Le previsioni meteo per Ferragosto confermano il predominio del vasto anticiclone africano, prolungando una fase di caldo estremo che dura ormai da due mesi. Una massa d’aria rovente e secca di origine sahariana si allungherà sul Mediterraneo, accumulando umidità e schiacciando il calore verso il suolo. I cieli saranno prevalentemente sereni con temperature diffuse oltre i 35 gradi e picchi fino a 40°C. Improvvisi temporali di calore potranno tuttavia interessare Alpi e Appennini, riassorbendosi rapidamente in serata.
Le previsioni
Cresce l’attesa di sapere come sarà il tempo a Ferragosto, festa clou dell’Estate 2026. Ebbene, gli ultimi aggiornamenti propendono per la presenza del vasto anticiclone africano; in parole semplici, continuerà a fare molto caldo almeno fino a metà mese. Ancora caldo intenso. Prosegue la fase di caldo estremo che ormai dura quasi ininterrottamente da due mesi, caratterizzata da sole, temperature roventi e soltanto pochi, ma talvolta distruttivi, break temporaleschi. Proprio in vista di Ferragosto ci aspettiamo una nuova e imponente pulsazione dell’anticiclone subtropicale, una struttura atmosferica di matrice continentale desertica.
La massa d’aria calda
La massa d’aria estremamente calda e secca trae origine direttamente dalle regioni interne del deserto del Sahara. Spinta verso nord da particolari dinamiche di altitudine, questa bolla rovente si allungherà con forza sul bacino del Mediterraneo e su gran parte dell’Europa centrale e meridionale. Durante il suo viaggio verso l’Italia, l’aria sahariana sorvola le acque del Mediterraneo, caricandosi di umidità nei bassi strati. A questo si aggiunge la subsidenza atmosferica: la forte compressione dell’aria spinta dall’alta pressione verso il suolo agisce come un vero e proprio “effetto coperchio”, schiacciando il calore verso il basso e facendolo aumentare ulteriormente.
Le temperature
Per Ferragosto ci aspettiamo cieli prevalentemente sereni e valori termici diffusamente oltre i 35 gradi su gran parte delle regioni, con picchi che in alcune aree pianeggianti e interne rischiano di sfiorare e superare i 38-40 gradi.

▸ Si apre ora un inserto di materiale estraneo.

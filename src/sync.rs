//! Reconciliation of the local log with the persisted chat store
//!
//! History is fetched once per session id and cached; every successful
//! persist invalidates and refetches it. Failed persists are logged and
//! kept in the session's pending queue, never rolled back locally.

use crate::attachment::AttachmentStager;
use crate::llm::HistoryMessage;
use async_trait::async_trait;
use reqwest::Client;
use serde::{Deserialize, Serialize};
use std::collections::{BTreeMap, HashMap};
use std::sync::atomic::{AtomicU64, Ordering};
use std::sync::{Arc, Mutex as StdMutex, MutexGuard, PoisonError};
use std::time::Duration;
use thiserror::Error;
use tokio::sync::{Mutex, OnceCell};

#[derive(Debug, Clone, Error, PartialEq, Eq)]
pub enum SyncError {
    #[error("Chat store unreachable: {0}")]
    Network(String),
    #[error("Chat store returned HTTP {status}: {message}")]
    Status { status: u16, message: String },
    #[error("Invalid chat store response: {0}")]
    Decode(String),
}

impl From<reqwest::Error> for SyncError {
    fn from(err: reqwest::Error) -> Self {
        if err.is_decode() {
            SyncError::Decode(err.to_string())
        } else {
            SyncError::Network(err.to_string())
        }
    }
}

/// Persisted chat document
#[derive(Debug, Clone, PartialEq, Eq, Serialize, Deserialize, Default)]
pub struct ChatRecord {
    #[serde(rename = "_id", default, skip_serializing_if = "Option::is_none")]
    pub id: Option<String>,
    #[serde(default)]
    pub history: Vec<HistoryMessage>,
}

/// Body of the persist call; absent fields are omitted from the JSON
#[derive(Debug, Clone, PartialEq, Eq, Serialize, Deserialize)]
pub struct PersistRequest {
    #[serde(default, skip_serializing_if = "Option::is_none")]
    pub question: Option<String>,
    pub answer: String,
    #[serde(default, skip_serializing_if = "Option::is_none")]
    pub img: Option<String>,
}

/// Durable storage for chat history
#[async_trait]
pub trait ChatStore: Send + Sync {
    async fn load(&self, session_id: &str) -> Result<ChatRecord, SyncError>;

    async fn persist(
        &self,
        session_id: &str,
        request: &PersistRequest,
    ) -> Result<ChatRecord, SyncError>;
}

/// Chat store backed by the chat API over HTTP
pub struct HttpChatStore {
    client: Client,
    api_url: String,
    session_cookie: Option<String>,
}

impl HttpChatStore {
    pub fn new(api_url: &str, session_cookie: Option<String>) -> Result<Self, SyncError> {
        let client = Client::builder()
            .timeout(Duration::from_secs(30))
            .build()
            .map_err(|e| SyncError::Network(format!("Failed to create HTTP client: {e}")))?;
        Ok(Self {
            client,
            api_url: api_url.trim_end_matches('/').to_string(),
            session_cookie,
        })
    }

    fn chat_url(&self, session_id: &str) -> String {
        format!("{}/api/chats/{session_id}", self.api_url)
    }

    fn with_credentials(&self, request: reqwest::RequestBuilder) -> reqwest::RequestBuilder {
        match &self.session_cookie {
            Some(cookie) => request.header(reqwest::header::COOKIE, cookie),
            None => request,
        }
    }

    async fn read_record(response: reqwest::Response) -> Result<ChatRecord, SyncError> {
        let status = response.status();
        if !status.is_success() {
            let message = response.text().await.unwrap_or_default();
            return Err(SyncError::Status {
                status: status.as_u16(),
                message,
            });
        }
        response
            .json::<ChatRecord>()
            .await
            .map_err(|e| SyncError::Decode(e.to_string()))
    }
}

#[async_trait]
impl ChatStore for HttpChatStore {
    async fn load(&self, session_id: &str) -> Result<ChatRecord, SyncError> {
        let response = self
            .with_credentials(self.client.get(self.chat_url(session_id)))
            .send()
            .await?;
        Self::read_record(response).await
    }

    async fn persist(
        &self,
        session_id: &str,
        request: &PersistRequest,
    ) -> Result<ChatRecord, SyncError> {
        let response = self
            .with_credentials(self.client.put(self.chat_url(session_id)))
            .json(request)
            .send()
            .await?;
        Self::read_record(response).await
    }
}

type HistoryCell = Arc<OnceCell<Vec<HistoryMessage>>>;

/// Caching sync layer shared by all sessions
pub struct SyncClient {
    store: Arc<dyn ChatStore>,
    stager: AttachmentStager,
    cache: Mutex<HashMap<String, HistoryCell>>,
    /// One lock per session id; held for a whole persist so writes land in order
    lanes: StdMutex<HashMap<String, Arc<Mutex<()>>>>,
    /// Requests not yet durably stored, keyed by submission ticket
    pending: StdMutex<HashMap<String, BTreeMap<u64, PersistRequest>>>,
    next_ticket: AtomicU64,
}

impl SyncClient {
    pub fn new(store: Arc<dyn ChatStore>, stager: AttachmentStager) -> Self {
        Self {
            store,
            stager,
            cache: Mutex::new(HashMap::new()),
            lanes: StdMutex::new(HashMap::new()),
            pending: StdMutex::new(HashMap::new()),
            next_ticket: AtomicU64::new(1),
        }
    }

    /// Persisted history for `session_id`, fetched at most once while cached.
    ///
    /// Waits for any persist already running for the session, so the result
    /// never predates a write that was in flight.
    pub async fn load_history(&self, session_id: &str) -> Result<Vec<HistoryMessage>, SyncError> {
        let lane = self.lane(session_id);
        drop(lane.lock().await);
        self.cached_history(session_id).await
    }

    /// Drop the cached history for `session_id`
    pub async fn invalidate(&self, session_id: &str) {
        self.cache.lock().await.remove(session_id);
    }

    /// Requests for `session_id` that have not been durably stored, oldest first
    pub fn pending(&self, session_id: &str) -> Vec<PersistRequest> {
        self.pending_map()
            .get(session_id)
            .map(|queue| queue.values().cloned().collect())
            .unwrap_or_default()
    }

    /// Push one finalized turn to the store.
    ///
    /// Persists for the same session run one at a time. On success, refetches
    /// the history, releases the turn's attachment and returns the refreshed
    /// history if the refetch succeeded.
    pub async fn persist(
        &self,
        session_id: &str,
        request: PersistRequest,
        attachment_attempt: Option<u64>,
    ) -> Result<Option<Vec<HistoryMessage>>, SyncError> {
        let ticket = self.next_ticket.fetch_add(1, Ordering::SeqCst);
        self.pending_map()
            .entry(session_id.to_string())
            .or_default()
            .insert(ticket, request.clone());

        let lane = self.lane(session_id);
        let _lane = lane.lock().await;

        let start = std::time::Instant::now();
        if let Err(e) = self.store.persist(session_id, &request).await {
            tracing::error!(
                session_id = %session_id,
                error = %e,
                pending = self.pending(session_id).len(),
                duration_ms = %start.elapsed().as_millis(),
                "Failed to persist turn"
            );
            return Err(e);
        }

        tracing::info!(
            session_id = %session_id,
            bootstrap = request.question.is_none(),
            duration_ms = %start.elapsed().as_millis(),
            "Turn persisted"
        );

        if let Some(attempt) = attachment_attempt {
            self.stager.release(attempt);
        }
        {
            let mut pending = self.pending_map();
            if let Some(queue) = pending.get_mut(session_id) {
                queue.remove(&ticket);
                if queue.is_empty() {
                    pending.remove(session_id);
                }
            }
        }

        self.invalidate(session_id).await;
        match self.cached_history(session_id).await {
            Ok(history) => Ok(Some(history)),
            Err(e) => {
                tracing::warn!(session_id = %session_id, error = %e, "History refetch failed");
                Ok(None)
            }
        }
    }

    async fn cached_history(&self, session_id: &str) -> Result<Vec<HistoryMessage>, SyncError> {
        let cell = {
            let mut cache = self.cache.lock().await;
            Arc::clone(cache.entry(session_id.to_string()).or_default())
        };

        let history = cell
            .get_or_try_init(|| async {
                tracing::debug!(session_id = %session_id, "Fetching chat history");
                self.store.load(session_id).await.map(|record| record.history)
            })
            .await?;
        Ok(history.clone())
    }

    fn lane(&self, session_id: &str) -> Arc<Mutex<()>> {
        let mut lanes = self.lanes.lock().unwrap_or_else(PoisonError::into_inner);
        Arc::clone(lanes.entry(session_id.to_string()).or_default())
    }

    fn pending_map(&self) -> MutexGuard<'_, HashMap<String, BTreeMap<u64, PersistRequest>>> {
        self.pending.lock().unwrap_or_else(PoisonError::into_inner)
    }
}
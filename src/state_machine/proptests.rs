//! Property-based tests for the state machine
//!
//! These tests verify key invariants hold across all possible inputs.

use super::*;
use crate::attachment::{AttachmentError, AttachmentState, PersistedDescriptor};
use crate::llm::{InlinePayload, LlmError, LlmErrorKind};
use proptest::prelude::*;

// ============================================================================
// Test Helpers
// ============================================================================

fn test_context() -> ConvContext {
    ConvContext::new("test-session", "test-model")
}

fn apply(state: &ConvState, event: Event) -> Result<TransitionResult, TransitionError> {
    transition(state.clone(), &test_context(), event).map_err(|rejection| rejection.error)
}

// ============================================================================
// Arbitrary Generators
// ============================================================================

fn arb_pending_turn() -> impl Strategy<Value = PendingTurn> {
    (1u64..20, "[a-zA-Z ]{1,30}", any::<bool>()).prop_map(|(turn_id, text, is_bootstrap)| {
        PendingTurn {
            turn_id,
            text,
            is_bootstrap,
        }
    })
}

fn arb_attachment_use() -> impl Strategy<Value = Option<AttachmentUse>> {
    proptest::option::of(
        (1u64..10, "[a-z]{4,10}").prop_map(|(attempt, name)| AttachmentUse {
            attempt,
            url: format!("https://cdn.test/{name}.png"),
        }),
    )
}

fn arb_busy_state() -> impl Strategy<Value = ConvState> {
    prop_oneof![
        arb_pending_turn().prop_map(|turn| ConvState::AwaitingAttachment { turn }),
        (arb_pending_turn(), arb_attachment_use(), "[a-zA-Z ]{0,30}", 0usize..10).prop_map(
            |(turn, attachment, buffer, deltas)| ConvState::Streaming {
                turn,
                attachment,
                buffer,
                deltas,
            }
        ),
    ]
}

fn arb_state() -> impl Strategy<Value = ConvState> {
    prop_oneof![Just(ConvState::Idle), arb_busy_state()]
}

fn arb_error_kind() -> impl Strategy<Value = LlmErrorKind> {
    prop_oneof![
        Just(LlmErrorKind::Network),
        Just(LlmErrorKind::RateLimit),
        Just(LlmErrorKind::ServerError),
        Just(LlmErrorKind::Auth),
        Just(LlmErrorKind::MalformedChunk),
        Just(LlmErrorKind::Remote),
    ]
}

fn arb_resolved_attachment() -> impl Strategy<Value = AttachmentState> {
    prop_oneof![
        Just(AttachmentState::Idle),
        (1u64..10).prop_map(|attempt| AttachmentState::Ready {
            attempt,
            file_name: "a.png".to_string(),
            inline: InlinePayload {
                data: "aGk=".to_string(),
                mime_type: "image/png".to_string(),
            },
            descriptor: PersistedDescriptor {
                url: "https://cdn.test/a.png".to_string(),
                id: "a".to_string(),
            },
        }),
        (1u64..10).prop_map(|attempt| AttachmentState::Failed {
            attempt,
            file_name: "a.png".to_string(),
            error: AttachmentError::Upload("rejected".to_string()),
        }),
    ]
}

fn arb_event() -> impl Strategy<Value = Event> {
    prop_oneof![
        (1u64..20, "[a-zA-Z ]{0,20}", any::<bool>()).prop_map(|(turn_id, text, is_bootstrap)| {
            Event::Submit {
                turn_id,
                text,
                is_bootstrap,
            }
        }),
        (1u64..20, arb_resolved_attachment())
            .prop_map(|(turn_id, attachment)| Event::AttachmentResolved { turn_id, attachment }),
        (1u64..20, "[a-zA-Z ]{1,10}").prop_map(|(turn_id, text)| Event::StreamDelta { turn_id, text }),
        (1u64..20).prop_map(|turn_id| Event::StreamComplete { turn_id }),
        (1u64..20, arb_error_kind()).prop_map(|(turn_id, kind)| Event::StreamFailed {
            turn_id,
            error: LlmError::new(kind, "stream broke"),
        }),
        Just(Event::SessionClosed),
    ]
}

fn commits(result: &TransitionResult) -> usize {
    result
        .effects
        .iter()
        .filter(|e| matches!(e, Effect::CommitTurn { .. }))
        .count()
}

// ============================================================================
// Properties
// ============================================================================

proptest! {
    #![proptest_config(ProptestConfig::with_cases(500))]

    // Invariant 1: a second submission while busy is rejected, never queued
    #[test]
    fn prop_busy_rejects_submit(state in arb_busy_state(), text in "[a-zA-Z ]{1,20}") {
        let result = apply(&state, Event::Submit { turn_id: 99, text, is_bootstrap: false });
        prop_assert_eq!(result.unwrap_err(), TransitionError::Busy);
    }

    // Invariant 2: idle accepts any non-blank text
    #[test]
    fn prop_idle_accepts_text(text in "[a-zA-Z]{1,10}[a-zA-Z ]{0,20}", turn_id in 1u64..100) {
        let result = apply(&ConvState::Idle, Event::Submit { turn_id, text, is_bootstrap: false });
        prop_assert!(result.is_ok(), "Idle should accept: {:?}", result);
        let new_state = result.unwrap().new_state;
        prop_assert!(new_state.is_busy());
        prop_assert_eq!(new_state.turn_id(), Some(turn_id));
    }

    // Invariant 3: events for any other turn never touch state
    #[test]
    fn prop_mismatched_turn_events_rejected(state in arb_busy_state(), event in arb_event()) {
        let Some(event_turn) = event.turn_id() else { return Ok(()); };
        if matches!(event, Event::Submit { .. }) || state.turn_id() == Some(event_turn) {
            return Ok(());
        }
        match transition(state.clone(), &test_context(), event) {
            Err(rejection) => {
                prop_assert!(matches!(rejection.error, TransitionError::InvalidTransition(_)));
                prop_assert_eq!(*rejection.state, state);
            }
            Ok(result) => prop_assert!(false, "Stale event should be rejected, got {:?}", result),
        }
    }

    // Invariant 4: only a completed stream commits, and it commits exactly one turn
    #[test]
    fn prop_only_completion_commits(state in arb_state(), event in arb_event()) {
        let is_complete = matches!(event, Event::StreamComplete { .. });
        if let Ok(result) = apply(&state, event) {
            let expected = usize::from(is_complete);
            prop_assert_eq!(commits(&result), expected);
        }
    }

    // Invariant 5: every path back to idle from a live turn announces idle or aborts
    #[test]
    fn prop_leaving_busy_notifies(state in arb_busy_state(), event in arb_event()) {
        if let Ok(result) = apply(&state, event) {
            if !result.new_state.is_busy() {
                prop_assert!(result.effects.iter().any(|e| matches!(e, Effect::NotifyIdle | Effect::AbortStream)));
            }
        }
    }

    // Invariant 6: closing a session always lands in idle without committing
    #[test]
    fn prop_close_never_commits(state in arb_state()) {
        let result = apply(&state, Event::SessionClosed).unwrap();
        prop_assert_eq!(&result.new_state, &ConvState::Idle);
        prop_assert_eq!(commits(&result), 0);
    }

    // Invariant 7: the committed answer is the in-order concatenation of all deltas
    #[test]
    fn prop_answer_is_concatenation_of_deltas(
        chunks in proptest::collection::vec("[a-zA-Z0-9 .,]{0,8}", 0..20),
        text in "[a-zA-Z]{1,20}",
    ) {
        let mut state = ConvState::Streaming {
            turn: PendingTurn { turn_id: 1, text, is_bootstrap: false },
            attachment: None,
            buffer: String::new(),
            deltas: 0,
        };
        for chunk in &chunks {
            let result = apply(&state, Event::StreamDelta { turn_id: 1, text: chunk.clone() }).unwrap();
            let published = result.effects.iter().any(|e| matches!(e, Effect::PublishProgress { .. }));
            prop_assert!(published, "Every delta must publish the buffer");
            state = result.new_state;
        }

        let result = apply(&state, Event::StreamComplete { turn_id: 1 }).unwrap();
        let answer = result.effects.iter().find_map(|e| match e {
            Effect::CommitTurn { turn, .. } => Some(turn.answer.clone()),
            _ => None,
        });
        prop_assert_eq!(answer, Some(chunks.concat()));
    }

    // Invariant 8: a failed stream discards the buffer and leaves the session usable
    #[test]
    fn prop_failure_discards_and_recovers(
        turn in arb_pending_turn(),
        buffer in "[a-zA-Z ]{0,30}",
        kind in arb_error_kind(),
    ) {
        let turn_id = turn.turn_id;
        let state = ConvState::Streaming { turn, attachment: None, buffer, deltas: 2 };
        let result = apply(&state, Event::StreamFailed { turn_id, error: LlmError::new(kind, "x") }).unwrap();
        prop_assert_eq!(&result.new_state, &ConvState::Idle);
        prop_assert_eq!(commits(&result), 0);

        let resubmit = apply(&result.new_state, Event::Submit {
            turn_id: turn_id + 1,
            text: "again".to_string(),
            is_bootstrap: false,
        });
        prop_assert!(resubmit.is_ok());
    }

    // Invariant 9: each accepted submission commits at most one turn
    #[test]
    fn prop_one_commit_per_submission(events in proptest::collection::vec(arb_event(), 0..30)) {
        let mut state = ConvState::Idle;
        let mut commits_since_submit = 0;
        for event in events {
            let is_submit = matches!(event, Event::Submit { .. });
            if let Ok(result) = apply(&state, event) {
                if is_submit {
                    commits_since_submit = 0;
                }
                commits_since_submit += commits(&result);
                prop_assert!(commits_since_submit <= 1, "Submission committed more than once");
                state = result.new_state;
            }
        }
    }

    // Invariant 10: a failed attachment is reported once, then its attempt is dropped
    #[test]
    fn prop_failed_attachment_is_discarded(turn in arb_pending_turn(), attempt in 1u64..50) {
        let turn_id = turn.turn_id;
        let state = ConvState::AwaitingAttachment { turn };
        let result = apply(&state, Event::AttachmentResolved {
            turn_id,
            attachment: AttachmentState::Failed {
                attempt,
                file_name: "a.png".to_string(),
                error: AttachmentError::Upload("rejected".to_string()),
            },
        }).unwrap();
        prop_assert_eq!(&result.new_state, &ConvState::Idle);
        let discarded = result.effects.iter().any(|e| matches!(e, Effect::DiscardAttachment { attempt: a } if *a == attempt));
        prop_assert!(discarded);
    }
}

Tuttavia, l’intenso calore accumulato al suolo durante le ore centrali della giornata potrà creare forti contrasti termici in quota: non si esclude quindi il rischio di locali e improvvisi temporali di calore sulle zone alpine e lungo la dorsale appenninica del Centro-Sud, destinati comunque a riassorbirsi rapidamente con l’arrivo della sera.